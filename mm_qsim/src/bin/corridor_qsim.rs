use std::error::Error;
use std::sync::Arc;

use clap::Parser;
use mm_qsim::simulation::config::{CommandLineArgs, Config};
use mm_qsim::simulation::engines::network_engine::NetworkEngine;
use mm_qsim::simulation::entities::{Entity, Mode};
use mm_qsim::simulation::id::IdStore;
use mm_qsim::simulation::logging::{init_logging, init_std_out_logging_thread_local};
use mm_qsim::simulation::network::{LinkAttributesBuilder, Network};
use mm_qsim::simulation::travel_time;
use tracing::info;

const NUM_LINKS: usize = 10;
const BOTTLENECK: usize = 5;
const NUM_ENTITIES: usize = 200;
const DEPARTURE_INTERVAL: u32 = 2;

/// A straight road of 100m links. One link in the middle has a third of the capacity of the others.
fn corridor() -> Result<Network, Box<dyn Error>> {
    let mut network = Network::new();
    for i in 0..=NUM_LINKS {
        network.add_node(&format!("n{i}"), i as f64 * 100., 0.)?;
    }
    for i in 0..NUM_LINKS {
        let capacity = if i == BOTTLENECK { 600. } else { 1800. };
        let link = LinkAttributesBuilder::default()
            .id(format!("l{i}"))
            .from(format!("n{i}"))
            .to(format!("n{}", i + 1))
            .length(100.)
            .freespeed(13.89)
            .capacity(capacity)
            .build()?;
        network.add_link(link)?;
    }
    Ok(network)
}

fn main() -> Result<(), Box<dyn Error>> {
    let _guard = init_std_out_logging_thread_local();

    let args = CommandLineArgs::parse();
    info!("Started with args: {:?}", args);
    let config = Config::try_from(args)?;
    let _log_guards = init_logging(&config, 0)?;

    let network = Arc::new(corridor()?);
    let route: Vec<_> = network.links().iter().map(|link| link.id.clone()).collect();
    let mode: Mode = config
        .simulation()
        .main_modes
        .first()
        .map_or(Ok(Mode::Car), |mode| mode.parse())?;

    let mut engine = NetworkEngine::new(
        network.clone(),
        &config,
        travel_time::from_config(&config.modes()),
    );
    engine.prepare()?;

    let mut entity_ids = IdStore::new();
    let mut departed = 0;
    let mut arrived = 0;
    let simulation = config.simulation();
    for now in simulation.start_time..=simulation.end_time {
        if departed < NUM_ENTITIES && (now - simulation.start_time) % DEPARTURE_INTERVAL == 0 {
            let id = entity_ids.create_id(&format!("entity-{departed}"));
            engine.depart(Entity::new(id, mode, route.clone()), now)?;
            departed += 1;
        }

        engine.step(now)?;
        arrived += engine.take_arrived().len();

        if arrived == NUM_ENTITIES {
            info!("All entities arrived at {now}.");
            break;
        }
    }

    let report = engine.shutdown()?;
    info!(
        "Finished corridor run. {arrived} entities arrived, {} were still on the road and {} inconsistencies were recorded.",
        report.cleared.len(),
        report.inconsistencies.len()
    );
    Ok(())
}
+++
Exercise aim: Looking over the records, find each line with the word "config" and copy it.

Exercise response:
use mm_qsim::simulation::config::{CommandLineArgs, Config};
    let config = Config::try_from(args)?;
    let _log_guards = init_logging(&config, 0)?;
    let mode: Mode = config
        &config,
        travel_time::from_config(&config.modes()),
    let simulation = config.simulation();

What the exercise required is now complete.